Data entries

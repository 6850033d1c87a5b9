//! Typed client for the Complaint actor.

use crate::complaint_actor::{ComplaintAction, ComplaintActionResult, ComplaintError};
use crate::framework::{ActorError, ResourceClient};
use crate::model::{Complaint, ComplaintCreate, ComplaintStatus, DisputeResolution};

/// Client handle for filing and resolving complaints and compliments.
#[derive(Clone)]
pub struct ComplaintClient {
    inner: ResourceClient<Complaint>,
}

impl ComplaintClient {
    pub fn new(inner: ResourceClient<Complaint>) -> Self {
        Self { inner }
    }

    fn lift(err: ActorError<ComplaintError>) -> ComplaintError {
        match err {
            ActorError::Entity(e) => e,
            ActorError::NotFound(id) => ComplaintError::NotFound(id),
            other => ComplaintError::Actor(other.to_string()),
        }
    }

    /// Files a complaint or compliment. The target's counters move before
    /// this returns.
    pub async fn file(&self, params: ComplaintCreate) -> Result<Complaint, ComplaintError> {
        let id = self.inner.create(params).await.map_err(Self::lift)?;
        self.fetch(&id).await
    }

    pub async fn get(&self, id: &str) -> Result<Option<Complaint>, ComplaintError> {
        self.inner.get(id.to_string()).await.map_err(Self::lift)
    }

    /// Like [`get`](Self::get), but absence is an error.
    pub async fn fetch(&self, id: &str) -> Result<Complaint, ComplaintError> {
        self.get(id)
            .await?
            .ok_or_else(|| ComplaintError::NotFound(id.to_string()))
    }

    pub async fn list(&self) -> Result<Vec<Complaint>, ComplaintError> {
        self.inner.list().await.map_err(Self::lift)
    }

    /// Filings still awaiting a manager verdict, oldest first.
    pub async fn open(&self) -> Result<Vec<Complaint>, ComplaintError> {
        let mut complaints: Vec<Complaint> = self
            .list()
            .await?
            .into_iter()
            .filter(|c| c.status != ComplaintStatus::Resolved)
            .collect();
        complaints.sort_by(|a, b| a.created_at.cmp(&b.created_at));
        Ok(complaints)
    }

    async fn act(
        &self,
        id: &str,
        action: ComplaintAction,
    ) -> Result<ComplaintActionResult, ComplaintError> {
        self.inner
            .perform_action(id.to_string(), action)
            .await
            .map_err(Self::lift)
    }

    pub async fn dispute(&self, id: &str, actor_id: &str) -> Result<Complaint, ComplaintError> {
        match self
            .act(
                id,
                ComplaintAction::Dispute {
                    actor_id: actor_id.to_string(),
                },
            )
            .await?
        {
            ComplaintActionResult::Dispute(complaint) => Ok(complaint),
            other => unreachable!("mismatched action result: {other:?}"),
        }
    }

    pub async fn resolve(
        &self,
        id: &str,
        manager_id: &str,
        outcome: DisputeResolution,
    ) -> Result<Complaint, ComplaintError> {
        match self
            .act(
                id,
                ComplaintAction::Resolve {
                    manager_id: manager_id.to_string(),
                    outcome,
                },
            )
            .await?
        {
            ComplaintActionResult::Resolve(complaint) => Ok(complaint),
            other => unreachable!("mismatched action result: {other:?}"),
        }
    }
}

#### Problem description:
In full and without alteration, retype the entries above.

#### Result for this exercise:
repository 6850033d1c87a5b9
//! Typed client for the Complaint actor.

use crate::complaint_actor::{ComplaintAction, ComplaintActionResult, ComplaintError};
use crate::framework::{ActorError, ResourceClient};
use crate::model::{Complaint, ComplaintCreate, ComplaintStatus, DisputeResolution};

/// Client handle for filing and resolving complaints and compliments.
#[derive(Clone)]
pub struct ComplaintClient {
    inner: ResourceClient<Complaint>,
}

impl ComplaintClient {
    pub fn new(inner: ResourceClient<Complaint>) -> Self {
        Self { inner }
    }

    fn lift(err: ActorError<ComplaintError>) -> ComplaintError {
        match err {
            ActorError::Entity(e) => e,
            ActorError::NotFound(id) => ComplaintError::NotFound(id),
            other => ComplaintError::Actor(other.to_string()),
        }
    }

    /// Files a complaint or compliment. The target's counters move before
    /// this returns.
    pub async fn file(&self, params: ComplaintCreate) -> Result<Complaint, ComplaintError> {
        let id = self.inner.create(params).await.map_err(Self::lift)?;
        self.fetch(&id).await
    }

    pub async fn get(&self, id: &str) -> Result<Option<Complaint>, ComplaintError> {
        self.inner.get(id.to_string()).await.map_err(Self::lift)
    }

    /// Like [`get`](Self::get), but absence is an error.
    pub async fn fetch(&self, id: &str) -> Result<Complaint, ComplaintError> {
        self.get(id)
            .await?
            .ok_or_else(|| ComplaintError::NotFound(id.to_string()))
    }

    pub async fn list(&self) -> Result<Vec<Complaint>, ComplaintError> {
        self.inner.list().await.map_err(Self::lift)
    }

    /// Filings still awaiting a manager verdict, oldest first.
    pub async fn open(&self) -> Result<Vec<Complaint>, ComplaintError> {
        let mut complaints: Vec<Complaint> = self
            .list()
            .await?
            .into_iter()
            .filter(|c| c.status != ComplaintStatus::Resolved)
            .collect();
        complaints.sort_by(|a, b| a.created_at.cmp(&b.created_at));
        Ok(complaints)
    }

    async fn act(
        &self,
        id: &str,
        action: ComplaintAction,
    ) -> Result<ComplaintActionResult, ComplaintError> {
        self.inner
            .perform_action(id.to_string(), action)
            .await
            .map_err(Self::lift)
    }

    pub async fn dispute(&self, id: &str, actor_id: &str) -> Result<Complaint, ComplaintError> {
        match self
            .act(
                id,
                ComplaintAction::Dispute {
                    actor_id: actor_id.to_string(),
                },
            )
            .await?
        {
            ComplaintActionResult::Dispute(complaint) => Ok(complaint),
            other => unreachable!("mismatched action result: {other:?}"),
        }
    }

    pub async fn resolve(
        &self,
        id: &str,
        manager_id: &str,
        outcome: DisputeResolution,
    ) -> Result<Complaint, ComplaintError> {
        match self
            .act(
                id,
                ComplaintAction::Resolve {
                    manager_id: manager_id.to_string(),
                    outcome,
                },
            )
            .await?
        {
            ComplaintActionResult::Resolve(complaint) => Ok(complaint),
            other => unreachable!("mismatched action result: {other:?}"),
        }
    }
}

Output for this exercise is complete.